O Ibama autuou a Companhia Vale do Rio Doce - uma das gigantes da mineração mundial, cujo presidente, Roger Agnelli, acompanhou o presidente Lula na viagem à China - em multa de R$ 2 milhões, 'por estar causando danos ambientais no entorno da Floresta Nacional de Carajás, por meio do lançamento de efluentes provenientes do beneficiamento de cobre na mina do Sossego' e 'por não ter atendido às condicionantes impostas na autorização de desmatamento'. A mina fica em Canaã dos Carajás, sudeste do Pará.

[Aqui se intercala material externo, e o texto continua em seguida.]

//! Capture trait definitions
//!
//! Platform-agnostic seam to the device-capture service, plus the track
//! descriptors shared by capture, transport and rendering.

use crate::utils::error::DeviceError;
use async_trait::async_trait;
use serde::{Deserialize, Serialize};
use std::fmt;
use uuid::Uuid;

/// Kind of media a track carries
#[derive(Debug, Clone, Copy, PartialEq, Eq, Hash, PartialOrd, Ord, Serialize, Deserialize)]
#[serde(rename_all = "lowercase")]
pub enum TrackKind {
    Audio,
    Video,
}

impl TrackKind {
    /// Capitalized name of the capture device behind this kind
    pub fn device_name(&self) -> &'static str {
        match self {
            TrackKind::Audio => "Microphone",
            TrackKind::Video => "Camera",
        }
    }

    /// Lowercase device name for use inside sentences
    pub fn device_label(&self) -> &'static str {
        match self {
            TrackKind::Audio => "microphone",
            TrackKind::Video => "camera",
        }
    }
}

impl fmt::Display for TrackKind {
    fn fmt(&self, f: &mut fmt::Formatter<'_>) -> fmt::Result {
        match self {
            TrackKind::Audio => write!(f, "audio"),
            TrackKind::Video => write!(f, "video"),
        }
    }
}

/// Opaque identifier of a media track
#[derive(Debug, Clone, PartialEq, Eq, Hash, Serialize, Deserialize)]
pub struct TrackId(String);

impl TrackId {
    pub fn generate() -> Self {
        Self(Uuid::new_v4().to_string())
    }

    pub fn new(id: impl Into<String>) -> Self {
        Self(id.into())
    }

    pub fn as_str(&self) -> &str {
        &self.0
    }
}

impl fmt::Display for TrackId {
    fn fmt(&self, f: &mut fmt::Formatter<'_>) -> fmt::Result {
        write!(f, "{}", self.0)
    }
}

/// Lightweight reference to a track, local or remote.
///
/// The media itself is owned elsewhere (the capture handle for local tracks,
/// the transport for remote ones); this is what gets handed to the transport
/// for publishing and to the render sink for playback.
#[derive(Debug, Clone, PartialEq, Eq, Hash, Serialize, Deserialize)]
pub struct TrackRef {
    pub id: TrackId,
    pub kind: TrackKind,
}

impl TrackRef {
    pub fn new(id: TrackId, kind: TrackKind) -> Self {
        Self { id, kind }
    }
}

/// A live capture produced by the device-capture service.
///
/// `release` stops capture and frees the device. It is called exactly once,
/// synchronously, when the owning local track is dropped.
pub trait CaptureHandle: Send + Sync + fmt::Debug {
    fn track(&self) -> &TrackRef;

    fn release(&mut self);
}

/// Device-capture service
#[async_trait]
pub trait DeviceCapture: Send + Sync {
    async fn acquire_camera(&self) -> Result<Box<dyn CaptureHandle>, DeviceError>;

    async fn acquire_microphone(&self) -> Result<Box<dyn CaptureHandle>, DeviceError>;

    /// Acquire the device behind `kind`
    async fn acquire(&self, kind: TrackKind) -> Result<Box<dyn CaptureHandle>, DeviceError> {
        match kind {
            TrackKind::Audio => self.acquire_microphone().await,
            TrackKind::Video => self.acquire_camera().await,
        }
    }
}
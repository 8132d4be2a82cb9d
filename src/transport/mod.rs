//! Remote session transport

pub mod traits;

pub use traits::{ParticipantId, SignalingTransport, TransportEvent};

O auto de infração n.º 414490, obtido pela reportagem, foi lavrado na quarta-feira, na sede da Vale, no Projeto Carajás, em Parauapebas. Assina-o, pelo Ibama, o técnico ambiental Robson Pinto Pacheco. Pela CVRD, o gerente de Processo do Projeto Cobre Marco Antônio Nankran Rosa. A empresa tem até 20 dias para recorrer.

O Ibama fiscalizou a mina do Sossego, de avião, em 23 e 30 de abril. O relatório afirma que 'foi constatado lançamento de rejeitos na parte sul da floresta'. Com o uso de GPS, os analistas identificaram os pontos de vazamento 'de grande quantidade de rejeito diretamente no solo, sem qualquer impermeabilização ou tratamento prévio do resíduo'.

A Vale foi notificada. Nova vistoria foi feita na quarta-feira. Segundo o novo relatório, a empresa interrompeu o lançamento de rejeito 'momentos antes da fiscalização'. Mesmo assim, constatou-se que não houve preparo prévio da área receptora do rejeito, como determinava a autorização para desmatamento. Procurada neste sábado, a direção da companhia mineradora não foi encontrada.